Vivarini, disastro dopo Catanzaro: il Frosinone perde la pazienza e lo esonera

Il Frosinone ha esonerato l'ex allenatore del Catanzaro Vincenzo Vivarini: fatale la sconfitta a Reggio Emilia

Un vero e proprio disastro, con una squadra retrocessa dalla Serie A Solo 6 punti in 9 partite, ultimo posto, una sola vittoria, cinque sconfitte, secondo peggior attacco e seconda peggior difesa. Così il Frosinone ha perso la pazienza e ha esonerato ufficialmente l’allenatore Vincenzo Vivarini, proveniente da due belle stagioni a Catanzaro. Dopo averlo protetto, il club ciociaro ha perso la pazienza e – a due giorni dalla sconfitta a Reggio Emilia – ha annunciato la decisione.

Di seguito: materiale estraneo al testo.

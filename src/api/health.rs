//! Health check endpoints

use axum::{extract::State, http::StatusCode, Json};
use serde::Serialize;
use utoipa::ToSchema;

use crate::AppState;

#[derive(Serialize, ToSchema)]
pub struct HealthResponse {
    /// Current status of the service
    pub status: String,
    /// Version of the service
    pub version: String,
}

impl HealthResponse {
    fn new(status: &str) -> Self {
        Self {
            status: status.to_string(),
            version: env!("CARGO_PKG_VERSION").to_string(),
        }
    }
}

/// Health check endpoint
#[utoipa::path(
    get,
    path = "/health",
    tag = "health",
    responses(
        (status = 200, description = "Service is healthy", body = HealthResponse)
    )
)]
pub async fn health_check() -> Json<HealthResponse> {
    Json(HealthResponse::new("healthy"))
}

/// Readiness check endpoint (checks database connectivity)
#[utoipa::path(
    get,
    path = "/ready",
    tag = "health",
    responses(
        (status = 200, description = "Service is ready", body = HealthResponse),
        (status = 503, description = "Database unreachable", body = HealthResponse)
    )
)]
pub async fn readiness_check(State(state): State<AppState>) -> (StatusCode, Json<HealthResponse>) {
    match state.services.borrowing_queries.ping().await {
        Ok(()) => (StatusCode::OK, Json(HealthResponse::new("ready"))),
        Err(e) => {
            tracing::warn!("Readiness check failed: {}", e);
            (
                StatusCode::SERVICE_UNAVAILABLE,
                Json(HealthResponse::new("unavailable")),
            )
        }
    }
}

A farlo, in una conferenza stampa, il Presidente Stirpe: “questa mattina abbiamo deciso di sollevare dall’incarico Vivarini. Non siamo contenti e non siamo convinti che questa sia la scelta giusta, la facciamo perché vogliamo togliere alibi a tutti quanti. La guida tecnica viene affidata a Greco e al suo staff, non è un’assunzione provvisione ma fatta con giudizio perché quando era stato preso c’era un programma di crescere. Anche per i prossimi anni il programma sarà questo. Riteniamo che possa essere pronto”.

Insomma, una scelta obbligata. Il Frosinone credeva nell’allenatore, forse gli avrebbe dato ancora fiducia, ma il campo non aspetta, i risultati negativi neanche e così la squadra rischia il doppio salto all’ingiù. Da qui la decisione, che è anche un modo per togliere alibi ai giocatori: così si capirà se il problema era realmente il mister o no. “Abbiamo calciatori che sono con noi da anni e ad oggi sono irriconoscibili e per me devono assumersi le loro responsabilità perché sono rimasti qui per scelta. Ciò non toglie al di là di queste scusanti che possiamo avere ci sono responsabilità anche da parte del tecnico”, ha aggiunto Stirpe.

Siamo partiti da un allenatore che aveva fatto bene negli ultimi tre anni, lo abbiamo strappato alla concorrenza e lo volevano anche in Serie A. Se in tanti lo volevano non possiamo pensare che non sia un buon allenatore. Detto questo le cose non sono andate come ci auspicavamo e come ci aspettavamo. Non si è creata l’alchimia giusta tra tecnico e squadra. Non so darmi risposta a tante cose ma i risultati sono sotto gli occhi di tutti”.

Tornando a Vivarini, parlare col sennò di poi è facile, ma che questa per lui fosse una scommessa non era ipotesi remota. Aveva fatto bene a Catanzaro, aveva aperto un ciclo che ancora poteva durare. Le sirene dall’alta Serie B e dalla A, però, gli hanno fatto perdere la testa. L’anno scorso ha sfiorato la massima serie e quest’anno avrebbe potuto riprovarci, con una società che lo aveva appoggiato, che aveva piena fiducia, e con una squadra che conosceva bene e che lo seguiva alla lettera.